I've always thought it odd that IVF is in the hands of gynaecologists.

Maybe it's because I'm a woman, but I feel that this arrangement often tends to ignore fertility problems in men.

In my opinion, at least we should be dealing with these issues first. It's preferable to speak with a man before asking a woman to commit to IVF, because discovering why you are unable to conceive can be a slog.

The fertility of a couple is the sum of their individual fertilities. But in one in five cases, the man is solely responsible.

Why, then, do we focus almost exclusively on women's problems?
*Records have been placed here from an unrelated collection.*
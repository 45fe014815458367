//! Integration tests for stash_persist
//!
//! Nested containers saved into entries that are themselves stored elsewhere

use stash_inventory::prelude::*;
use stash_persist::*;
use std::sync::Arc;

struct Items {
    catalog: ItemCatalog,
    backpack: Arc<ItemType>,
    pouch: Arc<ItemType>,
    apple: Arc<ItemType>,
    rope: Arc<ItemType>,
}

fn items() -> Items {
    let mut catalog = ItemCatalog::new();
    let backpack =
        catalog.register(ItemType::new("/Game/Items/Backpack", "Backpack").with_volume(8.0));
    let pouch = catalog.register(ItemType::new("/Game/Items/Pouch", "Pouch").with_volume(2.0));
    let apple = catalog.register(
        ItemType::new("/Game/Items/Apple", "Apple")
            .with_volume(0.5)
            .with_max_uses(3),
    );
    let rope = catalog.register(ItemType::new("/Game/Items/Rope", "Rope").with_volume(1.5));
    Items {
        catalog,
        backpack,
        pouch,
        apple,
        rope,
    }
}

#[test]
fn test_round_trip_up_to_id_and_type() {
    let it = items();
    let mut chest = Container::new(20.0);
    for ty in [&it.apple, &it.rope, &it.apple, &it.pouch] {
        chest.try_add(ItemEntry::new(ty.clone())).unwrap();
    }

    let restored = deserialize(&serialize(chest.entries()), &it.catalog);
    assert_eq!(restored.len(), chest.len());
    for (a, b) in chest.entries().iter().zip(&restored) {
        assert_eq!(a.id, b.id);
        assert!(ItemType::same(
            a.item_type.as_ref().unwrap(),
            b.item_type.as_ref().unwrap()
        ));
    }
}

#[test]
fn test_pouch_inside_backpack_extended() {
    let it = items();

    // Pouch holding an apple with one bite left
    let mut pouch_contents = Container::new(2.0);
    let apple_id = pouch_contents
        .try_add(ItemEntry::new(it.apple.clone()).with_property(keys::USES_REMAINING, "1"))
        .unwrap();
    let mut pouch = ItemEntry::spawn(it.pouch.clone());
    save_into_entry_as(&pouch_contents, &mut pouch, PayloadFormat::Extended);

    // Backpack holding the pouch and a rope
    let mut backpack_contents = Container::new(8.0);
    let pouch_id = backpack_contents.try_add(pouch).unwrap();
    backpack_contents.try_add(ItemEntry::new(it.rope.clone())).unwrap();
    let mut backpack = ItemEntry::spawn(it.backpack.clone());
    save_into_entry_as(&backpack_contents, &mut backpack, PayloadFormat::Extended);

    // Unpack both levels
    let mut outer = Container::default();
    assert!(restore_from_entry(&backpack, &mut outer, &it.catalog).is_empty());
    assert_eq!(outer.capacity(), 8.0);
    assert_eq!(outer.len(), 2);

    let restored_pouch = outer.get(pouch_id).unwrap();
    assert!(has_storage_payload(restored_pouch));

    let mut inner = Container::default();
    restore_from_entry(restored_pouch, &mut inner, &it.catalog);
    assert_eq!(inner.capacity(), 2.0);
    assert_eq!(inner.get(apple_id).and_then(ItemEntry::uses_remaining), Some(1));
}

#[test]
fn test_compact_loses_nested_payload() {
    let it = items();

    let mut pouch_contents = Container::new(2.0);
    pouch_contents.try_add(ItemEntry::new(it.apple.clone())).unwrap();
    let mut pouch = ItemEntry::spawn(it.pouch.clone());
    save_into_entry(&pouch_contents, &mut pouch);

    let mut backpack_contents = Container::new(8.0);
    let pouch_id = backpack_contents.try_add(pouch).unwrap();
    let mut backpack = ItemEntry::spawn(it.backpack.clone());
    save_into_entry(&backpack_contents, &mut backpack);

    let mut outer = Container::default();
    restore_from_entry(&backpack, &mut outer, &it.catalog);
    assert!(!has_storage_payload(outer.get(pouch_id).unwrap()));
}

#[test]
fn test_unknown_types_dropped_on_restore() {
    let it = items();
    let mut chest = Container::new(10.0);
    chest.try_add(ItemEntry::new(it.apple.clone())).unwrap();
    let rope_id = chest.try_add(ItemEntry::new(it.rope.clone())).unwrap();

    let mut parent = ItemEntry::spawn(it.backpack.clone());
    save_into_entry(&chest, &mut parent);

    // A later build without apples
    let reduced: ItemCatalog = vec![ItemType::new("/Game/Items/Rope", "Rope").with_volume(1.5)]
        .into_iter()
        .collect();

    let mut target = Container::default();
    restore_from_entry(&parent, &mut target, &reduced);
    assert_eq!(target.len(), 1);
    assert!(target.contains(rope_id));
}

#[test]
fn test_typeless_entries_overstate_header() {
    // Flagged: the header counts typeless source entries that the body skips.
    let it = items();
    let entries = vec![
        ItemEntry::spawn(it.apple.clone()),
        ItemEntry::empty(),
        ItemEntry::empty(),
        ItemEntry::spawn(it.rope.clone()),
    ];

    for format in [PayloadFormat::Compact, PayloadFormat::Extended] {
        let text = encode(&entries, format);
        assert!(text.starts_with("4|"));

        let restored = decode(&text, format, &it.catalog);
        assert_eq!(restored.len(), 2);
        assert_eq!(restored[0].id, entries[0].id);
        assert_eq!(restored[1].id, entries[3].id);
    }
}

#[test]
fn test_restore_fires_no_notifications() {
    let it = items();
    let mut source = Container::new(5.0);
    source.try_add(ItemEntry::new(it.apple.clone())).unwrap();
    let mut parent = ItemEntry::spawn(it.backpack.clone());
    save_into_entry(&source, &mut parent);

    let seen = Arc::new(parking_lot::Mutex::new(0usize));
    let counter = seen.clone();
    let mut target = Container::default();
    target.subscribe(move |_| *counter.lock() += 1);

    restore_from_entry(&parent, &mut target, &it.catalog);
    assert_eq!(target.len(), 1);
    assert_eq!(*seen.lock(), 0);
}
This approach makes no sense whatsoever.

Looking at a man's issues is infinitely easier than looking into a woman's - after all, they only have to produce a sperm sample.

Male infertility has many causes but a low sperm count is among the most common.

Treating conception difficulties in men is easier, cheaper, more successful and less invasive than with women.

In many cases, it can even be as straightforward as a simple operation.

Quitting smoking, losing weight, avoiding recreational drugs, cutting out booze, staying off caffeine and exercising more can increase sperm count to the normal level of five million per millilitre.

Treating a latent infection such as chlamydia can also really help, and so can a very easy procedure that removes varicose veins from the scrotum.

Given all this, it surely makes sense to look at men's bits before recommending that women embark on the IVF marathon.

And there's another bone of contention - as well as unfairly shining a light on female problems, many fertility clinics simply exist to carry out IVF. Going to one means there's a good chance you will end up on a regime, which can be bumpy, uncomfortable, expensive and, in some cases, totally unnecessary.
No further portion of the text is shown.